SUPPLIED INFORMATION →

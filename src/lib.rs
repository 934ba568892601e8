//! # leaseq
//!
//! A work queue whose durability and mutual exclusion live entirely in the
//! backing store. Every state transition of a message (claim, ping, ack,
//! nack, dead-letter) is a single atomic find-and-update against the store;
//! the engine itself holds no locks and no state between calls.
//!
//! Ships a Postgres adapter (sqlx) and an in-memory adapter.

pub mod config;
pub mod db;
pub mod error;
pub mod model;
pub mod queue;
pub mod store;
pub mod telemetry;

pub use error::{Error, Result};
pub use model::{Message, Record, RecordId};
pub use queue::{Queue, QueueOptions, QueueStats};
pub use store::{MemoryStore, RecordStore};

==

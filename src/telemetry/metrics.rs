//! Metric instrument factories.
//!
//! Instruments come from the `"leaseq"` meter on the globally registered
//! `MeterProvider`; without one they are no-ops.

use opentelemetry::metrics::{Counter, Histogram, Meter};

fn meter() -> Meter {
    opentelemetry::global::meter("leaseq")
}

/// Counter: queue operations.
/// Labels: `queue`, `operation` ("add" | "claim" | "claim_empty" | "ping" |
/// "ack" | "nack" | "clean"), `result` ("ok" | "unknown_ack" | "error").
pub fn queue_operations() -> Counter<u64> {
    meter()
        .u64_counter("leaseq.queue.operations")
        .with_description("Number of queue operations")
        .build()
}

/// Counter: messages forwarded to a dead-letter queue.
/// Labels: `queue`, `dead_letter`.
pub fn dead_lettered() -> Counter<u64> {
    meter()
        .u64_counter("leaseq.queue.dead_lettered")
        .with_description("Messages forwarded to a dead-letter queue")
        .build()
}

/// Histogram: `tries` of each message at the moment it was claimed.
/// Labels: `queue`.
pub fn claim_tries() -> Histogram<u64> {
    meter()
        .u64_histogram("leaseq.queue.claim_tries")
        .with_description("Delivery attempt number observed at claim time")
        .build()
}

* * *

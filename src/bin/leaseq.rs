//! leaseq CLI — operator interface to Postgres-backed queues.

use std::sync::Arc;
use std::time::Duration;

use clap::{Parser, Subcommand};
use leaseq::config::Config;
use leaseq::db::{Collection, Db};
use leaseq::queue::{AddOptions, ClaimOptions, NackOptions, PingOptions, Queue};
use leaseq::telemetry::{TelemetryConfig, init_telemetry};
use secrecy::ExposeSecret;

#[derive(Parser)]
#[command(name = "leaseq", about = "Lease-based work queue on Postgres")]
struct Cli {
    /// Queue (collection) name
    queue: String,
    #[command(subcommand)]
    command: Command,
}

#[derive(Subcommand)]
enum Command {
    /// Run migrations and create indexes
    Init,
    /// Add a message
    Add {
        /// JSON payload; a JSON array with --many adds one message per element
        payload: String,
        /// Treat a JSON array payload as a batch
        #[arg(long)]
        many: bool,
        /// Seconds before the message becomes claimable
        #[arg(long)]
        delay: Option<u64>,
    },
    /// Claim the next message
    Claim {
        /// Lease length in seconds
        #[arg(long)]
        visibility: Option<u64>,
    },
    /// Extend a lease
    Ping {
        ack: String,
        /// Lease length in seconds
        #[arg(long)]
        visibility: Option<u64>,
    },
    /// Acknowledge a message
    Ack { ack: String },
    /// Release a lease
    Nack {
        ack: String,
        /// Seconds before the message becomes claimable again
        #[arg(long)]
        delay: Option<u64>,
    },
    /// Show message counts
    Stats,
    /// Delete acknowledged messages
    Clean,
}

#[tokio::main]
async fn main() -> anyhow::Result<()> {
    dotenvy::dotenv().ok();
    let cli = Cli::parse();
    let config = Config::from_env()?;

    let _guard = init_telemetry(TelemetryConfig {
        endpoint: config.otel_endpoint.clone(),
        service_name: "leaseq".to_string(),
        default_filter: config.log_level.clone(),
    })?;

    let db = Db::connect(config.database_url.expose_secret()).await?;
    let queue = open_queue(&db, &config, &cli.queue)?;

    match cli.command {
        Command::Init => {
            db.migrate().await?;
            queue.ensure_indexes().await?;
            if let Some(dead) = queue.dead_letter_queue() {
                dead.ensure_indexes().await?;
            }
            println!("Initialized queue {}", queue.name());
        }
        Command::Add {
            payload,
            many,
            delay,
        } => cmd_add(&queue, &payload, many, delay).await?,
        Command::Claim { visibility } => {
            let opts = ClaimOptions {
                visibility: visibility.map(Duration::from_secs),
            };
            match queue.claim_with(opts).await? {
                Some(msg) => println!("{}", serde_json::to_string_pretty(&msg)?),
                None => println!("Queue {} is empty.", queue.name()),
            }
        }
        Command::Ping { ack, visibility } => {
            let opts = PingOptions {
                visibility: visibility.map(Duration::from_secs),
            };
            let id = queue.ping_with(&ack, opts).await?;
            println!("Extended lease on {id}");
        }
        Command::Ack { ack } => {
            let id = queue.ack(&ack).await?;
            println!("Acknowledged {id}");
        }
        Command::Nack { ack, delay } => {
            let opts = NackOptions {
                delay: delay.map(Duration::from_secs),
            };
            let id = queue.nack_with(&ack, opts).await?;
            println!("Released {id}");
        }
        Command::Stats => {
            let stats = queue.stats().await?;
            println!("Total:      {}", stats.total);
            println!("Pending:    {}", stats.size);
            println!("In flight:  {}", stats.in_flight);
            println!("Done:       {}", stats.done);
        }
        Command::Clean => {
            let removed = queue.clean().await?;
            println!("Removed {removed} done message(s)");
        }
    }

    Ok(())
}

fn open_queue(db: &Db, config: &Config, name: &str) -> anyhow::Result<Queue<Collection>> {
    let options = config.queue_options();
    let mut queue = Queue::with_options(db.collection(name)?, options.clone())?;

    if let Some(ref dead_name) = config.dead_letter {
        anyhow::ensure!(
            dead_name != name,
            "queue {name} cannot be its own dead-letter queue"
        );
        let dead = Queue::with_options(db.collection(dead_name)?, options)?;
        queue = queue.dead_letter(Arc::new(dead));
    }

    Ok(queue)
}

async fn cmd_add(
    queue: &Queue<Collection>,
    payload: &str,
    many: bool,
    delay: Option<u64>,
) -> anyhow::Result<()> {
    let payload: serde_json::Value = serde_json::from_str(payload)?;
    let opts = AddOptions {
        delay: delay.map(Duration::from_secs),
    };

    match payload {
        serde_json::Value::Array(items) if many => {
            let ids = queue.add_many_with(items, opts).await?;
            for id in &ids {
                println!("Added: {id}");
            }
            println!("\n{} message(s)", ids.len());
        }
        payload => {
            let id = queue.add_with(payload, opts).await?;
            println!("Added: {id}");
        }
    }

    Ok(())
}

EXERCISE OBJECTIVE → Each line in the listing above that includes "Labels" is to be copied.

REPLY TO THE EXERCISE →
/// Labels: `queue`, `operation` ("add" | "claim" | "claim_empty" | "ping" |
/// Labels: `queue`, `dead_letter`.
/// Labels: `queue`.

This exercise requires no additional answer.